__Records for the task__:
===============
//! End-to-end tests of the event loop with a still source, an in-memory
//! console and tokio's paused clock.
//!
//! Control events are sent from a spawned task at fixed offsets; with the
//! clock paused, time only advances when every task is idle, so tick counts
//! are exact.

use std::time::Duration;

use console_mosaic::console::MemoryConsole;
use console_mosaic::error::AppError;
use console_mosaic::event_loop;
use console_mosaic::input::ControlEvent;
use console_mosaic::scheduler::{OutputMode, RenderState, Scheduler};
use console_mosaic::source::{Frame, PlaybackSource, SourceEvent, StillSource, VideoInfo};
use tokio::sync::mpsc::{self, UnboundedSender};
use tokio::time::sleep;

fn still() -> StillSource {
    let data = [120u8, 80, 40, 255].repeat(32 * 18);
    StillSource::new(Frame::from_rgba(data, 32, 18).unwrap())
}

fn scheduler() -> Scheduler {
    let state = RenderState {
        sample_width: 16,
        ..RenderState::default()
    };
    Scheduler::new(state, 32)
}

/// Send each event after waiting its delay (relative to the previous one).
fn script(tx: UnboundedSender<ControlEvent>, steps: Vec<(u64, ControlEvent)>) {
    tokio::spawn(async move {
        for (delay_ms, event) in steps {
            sleep(Duration::from_millis(delay_ms)).await;
            if tx.send(event).is_err() {
                break;
            }
        }
    });
}

#[tokio::test(start_paused = true)]
async fn test_image_ticks_every_100ms() {
    let mut source = still();
    let mut scheduler = scheduler();
    let mut console = MemoryConsole::new();
    let (control_tx, control_rx) = mpsc::unbounded_channel();
    let (_source_tx, source_rx) = mpsc::unbounded_channel();

    script(
        control_tx,
        vec![(0, ControlEvent::Play), (350, ControlEvent::Quit)],
    );

    event_loop::run(&mut source, &mut scheduler, &mut console, control_rx, source_rx)
        .await
        .unwrap();

    // Ticks at 100, 200 and 300ms; only the first clears
    assert_eq!(console.images(), 3);
    assert_eq!(console.clears, 1);
    assert_eq!(console.total_logged, 4);
}

#[tokio::test(start_paused = true)]
async fn test_pause_stops_ticks() {
    let mut source = still();
    let mut scheduler = scheduler();
    let mut console = MemoryConsole::new();
    let (control_tx, control_rx) = mpsc::unbounded_channel();
    let (_source_tx, source_rx) = mpsc::unbounded_channel();

    script(
        control_tx,
        vec![
            (0, ControlEvent::Play),
            (250, ControlEvent::Pause),
            (500, ControlEvent::Quit),
        ],
    );

    event_loop::run(&mut source, &mut scheduler, &mut console, control_rx, source_rx)
        .await
        .unwrap();

    assert_eq!(console.images(), 2);
    assert!(scheduler.timer().is_none());
    assert!(source.is_paused());
}

#[tokio::test(start_paused = true)]
async fn test_toggle_playback_resumes() {
    let mut source = still();
    let mut scheduler = scheduler();
    let mut console = MemoryConsole::new();
    let (control_tx, control_rx) = mpsc::unbounded_channel();
    let (_source_tx, source_rx) = mpsc::unbounded_channel();

    script(
        control_tx,
        vec![
            (0, ControlEvent::TogglePlayback),
            (150, ControlEvent::TogglePlayback),
            (1000, ControlEvent::TogglePlayback),
            (250, ControlEvent::Quit),
        ],
    );

    event_loop::run(&mut source, &mut scheduler, &mut console, control_rx, source_rx)
        .await
        .unwrap();

    // One tick before the pause, two after resuming
    assert_eq!(console.images(), 3);
}

#[tokio::test(start_paused = true)]
async fn test_switch_to_text_mid_playback() {
    let mut source = still();
    let mut scheduler = scheduler();
    let mut console = MemoryConsole::new();
    let (control_tx, control_rx) = mpsc::unbounded_channel();
    let (_source_tx, source_rx) = mpsc::unbounded_channel();

    script(
        control_tx,
        vec![
            (0, ControlEvent::Play),
            (150, ControlEvent::SetMode(OutputMode::Text)),
            (650, ControlEvent::Quit),
        ],
    );

    event_loop::run(&mut source, &mut scheduler, &mut console, control_rx, source_rx)
        .await
        .unwrap();

    // Image tick at 100ms; switch at 150ms clears; text ticks at 450 and 750ms
    assert_eq!(scheduler.state().output_mode, OutputMode::Text);
    assert_eq!(console.clears, 3);
    assert_eq!(console.styled(), 2);
    assert_eq!(console.images(), 0);
    assert_eq!(console.total_logged, 5);
}

#[tokio::test(start_paused = true)]
async fn test_switch_mode_while_paused_stays_silent() {
    let mut source = still();
    let mut scheduler = scheduler();
    let mut console = MemoryConsole::new();
    let (control_tx, control_rx) = mpsc::unbounded_channel();
    let (_source_tx, source_rx) = mpsc::unbounded_channel();

    script(
        control_tx,
        vec![
            (0, ControlEvent::ToggleMode),
            (1000, ControlEvent::Quit),
        ],
    );

    event_loop::run(&mut source, &mut scheduler, &mut console, control_rx, source_rx)
        .await
        .unwrap();

    assert_eq!(scheduler.state().output_mode, OutputMode::Text);
    assert_eq!(console.clears, 1);
    assert_eq!(console.total_logged, 0);
}

#[tokio::test(start_paused = true)]
async fn test_source_end_stops_scheduler() {
    let mut source = still();
    let mut scheduler = scheduler();
    let mut console = MemoryConsole::new();
    let (control_tx, control_rx) = mpsc::unbounded_channel();
    let (source_tx, source_rx) = mpsc::unbounded_channel();

    tokio::spawn(async move {
        source_tx
            .send(SourceEvent::MetadataLoaded(VideoInfo {
                width: 32,
                height: 18,
                fps: 0.0,
            }))
            .unwrap();
        sleep(Duration::from_millis(250)).await;
        source_tx.send(SourceEvent::Ended).unwrap();
    });
    script(
        control_tx,
        vec![(0, ControlEvent::Play), (1000, ControlEvent::Quit)],
    );

    event_loop::run(&mut source, &mut scheduler, &mut console, control_rx, source_rx)
        .await
        .unwrap();

    assert_eq!(console.images(), 2);
    assert!(scheduler.timer().is_none());
}

#[tokio::test(start_paused = true)]
async fn test_source_failure_ends_session() {
    let mut source = still();
    let mut scheduler = scheduler();
    let mut console = MemoryConsole::new();
    let (_control_tx, control_rx) = mpsc::unbounded_channel();
    let (source_tx, source_rx) = mpsc::unbounded_channel();

    source_tx
        .send(SourceEvent::Failed("decoder crashed".to_string()))
        .unwrap();

    let err = event_loop::run(&mut source, &mut scheduler, &mut console, control_rx, source_rx)
        .await
        .unwrap_err();
    assert!(matches!(err, AppError::Playback(ref m) if m == "decoder crashed"));
}

#[tokio::test(start_paused = true)]
async fn test_adjust_controls_update_state() {
    let mut source = still();
    let mut scheduler = scheduler();
    let mut console = MemoryConsole::new();
    let (control_tx, control_rx) = mpsc::unbounded_channel();
    let (_source_tx, source_rx) = mpsc::unbounded_channel();

    script(
        control_tx,
        vec![
            (0, ControlEvent::AdjustSampleWidth(10)),
            (0, ControlEvent::AdjustClearThreshold(-50)),
            (0, ControlEvent::Quit),
        ],
    );

    event_loop::run(&mut source, &mut scheduler, &mut console, control_rx, source_rx)
        .await
        .unwrap();

    assert_eq!(scheduler.state().sample_width, 26);
    assert_eq!(scheduler.state().text_clear_threshold, 1);
}

#[tokio::test(start_paused = true)]
async fn test_closed_control_channel_ends_loop() {
    let mut source = still();
    let mut scheduler = scheduler();
    let mut console = MemoryConsole::new();
    let (control_tx, control_rx) = mpsc::unbounded_channel::<ControlEvent>();
    let (_source_tx, source_rx) = mpsc::unbounded_channel();
    drop(control_tx);

    event_loop::run(&mut source, &mut scheduler, &mut console, control_rx, source_rx)
        .await
        .unwrap();
    assert_eq!(console.total_logged, 0);
}
//! Subcommand handlers for probe and config actions.

use super::args::ConfigAction;
use crate::config::{default_path as get_config_path, Config};
use crate::console::ImageProtocol;
use crate::render::DEFAULT_COLUMNS;
use crate::scheduler::{DEFAULT_SAMPLE_WIDTH, DEFAULT_TEXT_CLEAR_THRESHOLD};
use crate::source::{probe_video, SourceError};

/// Print stream metadata for `input` to stdout.
pub fn probe(input: &str) -> Result<(), SourceError> {
    let info = probe_video(input)?;
    println!("{}", input);
    println!("  Resolution: {}x{}", info.width, info.height);
    if info.fps > 0.0 {
        println!("  Frame rate: {:.2} fps", info.fps);
    }
    Ok(())
}

/// Handle config subcommand actions.
pub fn handle_config_action(action: ConfigAction) {
    let config_path = get_config_path();

    match action {
        ConfigAction::Show => {
            let config = match Config::load(Some(&config_path)) {
                Ok(c) => c,
                Err(e) => {
                    eprintln!("Error: {}", e);
                    std::process::exit(1);
                }
            };

            println!("Current configuration:");
            println!(
                "  Mode: {}",
                config.playback.mode.unwrap_or_default().name()
            );
            println!(
                "  Autoplay: {}",
                if config.playback.autoplay { "yes" } else { "no" }
            );
            println!(
                "  Loop: {}",
                if config.playback.looping { "yes" } else { "no" }
            );
            println!(
                "  Sample width: {}",
                config.image.sample_width.unwrap_or(DEFAULT_SAMPLE_WIDTH)
            );
            println!(
                "  Columns: {}",
                config.image.columns.unwrap_or(DEFAULT_COLUMNS)
            );
            println!(
                "  Protocol: {}",
                config
                    .image
                    .protocol
                    .unwrap_or(ImageProtocol::default())
                    .name()
            );
            println!(
                "  Text clear threshold: {} frames",
                config
                    .text
                    .clear_threshold
                    .unwrap_or(DEFAULT_TEXT_CLEAR_THRESHOLD)
            );
            println!();

            if config_path.exists() {
                println!("Config file: {} (exists)", config_path.display());
            } else {
                println!("Config file: {} (not found)", config_path.display());
            }
        }
        ConfigAction::Init => match Config::write_default(&config_path) {
            Ok(()) => println!("Created config file: {}", config_path.display()),
            Err(e) => {
                eprintln!("Error: {}", e);
                eprintln!("Use 'console-mosaic config show' to view current settings.");
                std::process::exit(1);
            }
        },
    }
}
//! CLI argument parsing with clap.

use clap::{Args as ClapArgs, Parser, Subcommand};
use std::path::PathBuf;

use super::enums::{Mode, Protocol};
use crate::scheduler::{CLEAR_THRESHOLD_RANGE, SAMPLE_WIDTH_RANGE};

/// Parse and validate the sample width (1-400 cells)
fn parse_sample_width(s: &str) -> Result<u32, String> {
    let width: u32 = s.parse().map_err(|_| format!("'{}' is not a valid width", s))?;
    if !SAMPLE_WIDTH_RANGE.contains(&width) {
        return Err(format!(
            "Sample width must be between {} and {}, got {}",
            SAMPLE_WIDTH_RANGE.start(),
            SAMPLE_WIDTH_RANGE.end(),
            width
        ));
    }
    Ok(width)
}

/// Parse and validate the clear threshold (1-100 frames)
fn parse_clear_threshold(s: &str) -> Result<u32, String> {
    let frames: u32 = s.parse().map_err(|_| format!("'{}' is not a valid frame count", s))?;
    if !CLEAR_THRESHOLD_RANGE.contains(&frames) {
        return Err(format!(
            "Clear threshold must be between {} and {} frames, got {}",
            CLEAR_THRESHOLD_RANGE.start(),
            CLEAR_THRESHOLD_RANGE.end(),
            frames
        ));
    }
    Ok(frames)
}

/// Play videos as colour mosaics in the terminal
#[derive(Parser, Debug)]
#[command(name = "console-mosaic")]
#[command(version, about = "Play videos as colour mosaics in the terminal", long_about = None)]
#[command(after_help = "EXAMPLES:
    # Inline-image mosaic, 80 cells wide
    console-mosaic play movie.mp4 --width 80 --autoplay

    # Text cells, clearing every 10 frames, on a kitty terminal
    console-mosaic play movie.mp4 --mode text --clear-every 10

    # Show stream metadata
    console-mosaic probe movie.mp4

KEYS (while playing):
    Space  play/pause      i / t / m  image / text / toggle mode
    + / -  sample width    ] / [      clear threshold
    q      quit")]
pub struct Args {
    #[command(subcommand)]
    pub command: Command,
}

#[derive(Subcommand, Debug)]
pub enum Command {
    /// Play a video (or still image) in the terminal
    Play(PlayArgs),
    /// Print stream metadata for a video
    Probe {
        /// Video file or URL
        input: String,
    },
    /// Configuration management
    Config {
        #[command(subcommand)]
        action: ConfigAction,
    },
}

#[derive(ClapArgs, Debug)]
pub struct PlayArgs {
    /// Video file, URL, or still image
    pub input: String,

    /// Output mode
    #[arg(long, short)]
    pub mode: Option<Mode>,

    /// Image mode sampling width in cells (1-400)
    #[arg(long, short, value_parser = parse_sample_width)]
    pub width: Option<u32>,

    /// Text mode: frames logged before the console is cleared (1-100)
    #[arg(long, value_parser = parse_clear_threshold)]
    pub clear_every: Option<u32>,

    /// Inline image protocol
    #[arg(long)]
    pub protocol: Option<Protocol>,

    /// On-screen width of Image mode output in terminal columns
    #[arg(long, value_parser = clap::value_parser!(u16).range(1..=1000))]
    pub columns: Option<u16>,

    /// Start playing immediately
    #[arg(long)]
    pub autoplay: bool,

    /// Restart the video when it ends
    #[arg(long = "loop")]
    pub looping: bool,

    /// Don't read the keyboard (implies --autoplay; Ctrl+C quits)
    #[arg(long)]
    pub no_input: bool,

    /// Config file path
    #[arg(long, short)]
    pub config: Option<PathBuf>,
}

#[derive(Subcommand, Debug, Clone)]
pub enum ConfigAction {
    /// Show the effective configuration
    Show,
    /// Create default config file
    Init,
}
===============
__Your instructions__: With the first line of the material as the start and the line containing "use console_mosaic::console::MemoryConsole;" as the end, repeat that span exactly and add nothing.

__Output of the task__:
//! End-to-end tests of the event loop with a still source, an in-memory
//! console and tokio's paused clock.
//!
//! Control events are sent from a spawned task at fixed offsets; with the
//! clock paused, time only advances when every task is idle, so tick counts
//! are exact.

use std::time::Duration;

use console_mosaic::console::MemoryConsole;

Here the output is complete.